*What to work on:* In the records below, some lines hold the word "LoggingEmailSender". Copy each of those lines.
--
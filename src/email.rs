use async_trait::async_trait;
use thiserror::Error;
use time::{Date, Time};

#[derive(Debug, Error)]
#[allow(unused)]
pub enum EmailError {
    #[error("email transport error: {0}")]
    Transport(String),

    #[error("invalid recipient address: {0}")]
    InvalidRecipient(String),
}

#[derive(Debug, Clone, Copy, PartialEq, Eq)]
pub enum NotificationKind {
    Booked,
    Modified,
    Cancelled,
}

impl NotificationKind {
    pub fn as_str(&self) -> &'static str {
        match self {
            NotificationKind::Booked => "booked",
            NotificationKind::Modified => "modified",
            NotificationKind::Cancelled => "cancelled",
        }
    }
}

/// Previous booking details, included in "modified" notifications.
#[derive(Debug, Clone)]
pub struct PreviousBooking {
    pub date: Date,
    pub time: Time,
    pub service_name: String,
}

#[derive(Debug, Clone)]
pub struct TechNotification {
    pub to: String,
    pub kind: NotificationKind,
    pub date: Date,
    pub time: Time,
    pub service_name: String,
    pub service_duration_minutes: i32,
    pub previous: Option<PreviousBooking>,
}

#[derive(Debug, Clone)]
pub struct ClientNotification {
    pub to: String,
    pub client_name: String,
    pub kind: NotificationKind,
    pub date: Date,
    pub time: Time,
    pub service_name: String,
    pub service_duration_minutes: i32,
    pub previous: Option<PreviousBooking>,
}

/// Outbound email capability. State transitions never roll back on delivery
/// failure; callers log the error and move on.
#[async_trait]
pub trait EmailSender: Send + Sync {
    /// Sends the confirmation link holding the raw (never persisted) token.
    async fn send_confirmation_link(&self, to: &str, token: &str) -> Result<(), EmailError>;

    /// Sends the final "you're booked" notice after a confirmation resolves.
    async fn send_final_confirmation(
        &self,
        to: &str,
        date: Date,
        time: Time,
    ) -> Result<(), EmailError>;

    async fn send_tech_notification(&self, email: &TechNotification) -> Result<(), EmailError>;

    async fn send_client_notification(&self, email: &ClientNotification) -> Result<(), EmailError>;
}

/// Writes outbound mail to the log instead of a wire. Stands in for the SMTP
/// transport in development and tests; production delivery plugs in behind
/// the same trait.
pub struct LoggingEmailSender;

#[async_trait]
impl EmailSender for LoggingEmailSender {
    async fn send_confirmation_link(&self, to: &str, token: &str) -> Result<(), EmailError> {
        tracing::info!(
            to,
            token_preview = &token[..8.min(token.len())],
            "confirmation link email"
        );
        Ok(())
    }

    async fn send_final_confirmation(
        &self,
        to: &str,
        date: Date,
        time: Time,
    ) -> Result<(), EmailError> {
        tracing::info!(to, %date, %time, "final confirmation email");
        Ok(())
    }

    async fn send_tech_notification(&self, email: &TechNotification) -> Result<(), EmailError> {
        tracing::info!(
            to = %email.to,
            kind = email.kind.as_str(),
            date = %email.date,
            time = %email.time,
            service = %email.service_name,
            "technician notification email"
        );
        if let Some(prev) = &email.previous {
            tracing::info!(
                old_date = %prev.date,
                old_time = %prev.time,
                old_service = %prev.service_name,
                "rescheduled from"
            );
        }
        Ok(())
    }

    async fn send_client_notification(&self, email: &ClientNotification) -> Result<(), EmailError> {
        tracing::info!(
            to = %email.to,
            client = %email.client_name,
            kind = email.kind.as_str(),
            date = %email.date,
            time = %email.time,
            service = %email.service_name,
            "client notification email"
        );
        Ok(())
    }
}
--
*Response to this task:*
pub struct LoggingEmailSender;
impl EmailSender for LoggingEmailSender {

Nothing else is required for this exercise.